I live about a 10 minute walk from the Penn Station so it's convenient, you don't have to pass through security (yet), and on the train is a pretty laid back environment. Most trains even have quiet cars so you can get away from annoying loud mobile phone talkers. What is it with these people? Don't they know that you could practically whisper into their phone and have the person on the other end of the line hear them? Quite the opposite it seems, they feel the need to talk twice as loud as they normally would with little regard for the sanity of those around them . . . but I digress.
Back when I wrote some posts about bike camping I squaked about the fact that public transit is not too bike friendly in the eastern corridor. I will be traveling to the west coast this fall and will need to travel from Portland to Seattle.

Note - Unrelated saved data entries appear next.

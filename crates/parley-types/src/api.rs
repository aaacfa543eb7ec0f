use chrono::{DateTime, Utc};
use serde::{Deserialize, Serialize};

use parley_chat::Message;

// -- JWT Claims --

/// JWT claims shared between parley-api (REST middleware) and
/// parley-gateway (WebSocket Identify). Canonical definition lives here
/// to avoid duplication.
#[derive(Debug, Clone, Serialize, Deserialize)]
pub struct Claims {
    pub sub: i64,
    pub username: String,
    pub exp: usize,
}

// -- Response envelope --

/// Uniform REST envelope: every endpoint answers
/// `{ "success": ..., "message": ..., "data": ... }`.
#[derive(Debug, Clone, Serialize, Deserialize)]
pub struct ApiResponse<T> {
    pub success: bool,
    pub message: String,
    #[serde(skip_serializing_if = "Option::is_none")]
    pub data: Option<T>,
}

impl<T> ApiResponse<T> {
    pub fn ok(message: impl Into<String>, data: T) -> Self {
        Self {
            success: true,
            message: message.into(),
            data: Some(data),
        }
    }

    pub fn ok_empty(message: impl Into<String>) -> Self {
        Self {
            success: true,
            message: message.into(),
            data: None,
        }
    }

    pub fn failure(message: impl Into<String>) -> Self {
        Self {
            success: false,
            message: message.into(),
            data: None,
        }
    }
}

// -- Auth --

#[derive(Debug, Deserialize)]
#[serde(deny_unknown_fields)]
pub struct RegisterRequest {
    pub username: String,
    pub email: String,
    pub password: String,
}

#[derive(Debug, Deserialize)]
#[serde(deny_unknown_fields)]
pub struct LoginRequest {
    pub email: String,
    pub password: String,
}

#[derive(Debug, Serialize, Deserialize)]
pub struct LoginData {
    pub token: String,
    pub email: String,
}

// -- Users --

#[derive(Debug, Serialize, Deserialize)]
pub struct UserDto {
    pub id: i64,
    pub username: String,
    pub email: String,
    pub status: String,
    pub created_at: DateTime<Utc>,
}

#[derive(Debug, Deserialize)]
#[serde(deny_unknown_fields)]
pub struct UpdateUsernameRequest {
    pub username: String,
}

#[derive(Debug, Deserialize)]
pub struct StatusQuery {
    pub status: String,
}

// -- Messages --

#[derive(Debug, Deserialize)]
#[serde(deny_unknown_fields)]
pub struct SendMessageRequest {
    pub sender_id: i64,
    pub receiver_id: i64,
    /// Absent content is allowed; the classifier treats it as clean.
    #[serde(default)]
    pub content: Option<String>,
}

#[derive(Debug, Serialize, Deserialize)]
pub struct MessageDto {
    pub id: i64,
    pub sender_id: i64,
    pub receiver_id: i64,
    pub content: Option<String>,
    pub delivered: bool,
    pub read: bool,
    pub toxic: bool,
    pub created_at: DateTime<Utc>,
}

impl From<Message> for MessageDto {
    fn from(m: Message) -> Self {
        Self {
            id: m.id,
            sender_id: m.sender_id,
            receiver_id: m.receiver_id,
            content: m.content,
            delivered: m.delivered,
            read: m.read,
            toxic: m.toxic,
            created_at: m.created_at,
        }
    }
}

// -- Files --

#[derive(Debug, Serialize, Deserialize)]
pub struct UploadData {
    pub filename: String,
    pub size: u64,
}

In the past I would not have blinked twice and booked an air ticket. My new affinity for train travel had me checking out train ticket prices. I was pleasantly surprised on many fronts.
First, the train drops you off a few blocks from downtown Seattle so I will not have to worry about transit from the airport up the dreadedly clogged I-5.
Second, take a look at the first ticket reservation for a train from NYC to D.C. . . .
"Add Bike to Trip" is an option on every freaking train I looked into! How dope is that? If you click further you get to this:
On the NYC to D.C. trip there are only about two trains per day that allow bikes and you have to box them up. Tyranny I tell you! Portlanders, count your blessings. And if you have not traveled by train recently and don't need to go too far, check it out. I'm a convert for sure.
Now if only we could get national high speed rail . . .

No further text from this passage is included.